Segment Start: Supplied records
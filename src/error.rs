use thiserror::Error;

use crate::classifier::ClassifierError;
use crate::species::LookupError;

/// Every outcome the identification pipeline can surface to a presenter.
///
/// None of these are retried inside the crate. The remedy for any of them is
/// to run the pipeline again with a new image or a corrected name.
#[derive(Error, Debug)]
pub enum PokedexError {
    /// Missing or invalid configuration (e.g. no `OPENAI_API_KEY`).
    #[error("Configuration error: {0}")]
    Configuration(String),

    /// The vision classifier call failed or produced no usable name.
    #[error("Classifier error: {0}")]
    Classifier(#[from] ClassifierError),

    /// Name normalization produced an empty key.
    #[error("Invalid Pokémon name: {0:?}")]
    InvalidName(String),

    /// The species data source has no record for this key.
    #[error("No Pokémon named '{0}' was found")]
    NotFound(String),

    /// The species data source could not be reached or returned garbage.
    #[error("Species lookup failed: {0}")]
    LookupFailed(String),

    /// The image file could not be read.
    #[error("Failed to read image: {0}")]
    ImageRead(String),
}

impl PokedexError {
    /// Whether this is an expected "nothing recognised" outcome rather than a
    /// fault. Presenters use this to suggest retrying with a clearer image.
    pub fn is_user_recoverable(&self) -> bool {
        matches!(
            self,
            PokedexError::InvalidName(_)
                | PokedexError::NotFound(_)
                | PokedexError::Classifier(ClassifierError::Unidentified(_))
        )
    }
}

impl From<LookupError> for PokedexError {
    fn from(err: LookupError) -> Self {
        match err {
            LookupError::NotFound(key) => PokedexError::NotFound(key),
            LookupError::Failed(message) => PokedexError::LookupFailed(message),
        }
    }
}

pub type Result<T> = std::result::Result<T, PokedexError>;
Segment End: Supplied records
▶ [Goal of the exercise]: The lines that mention the word "with" should be pulled from the records above.

▶ [Answer section]:
/// to run the pipeline again with a new image or a corrected name.
    /// fault. Presenters use this to suggest retrying with a clearer image.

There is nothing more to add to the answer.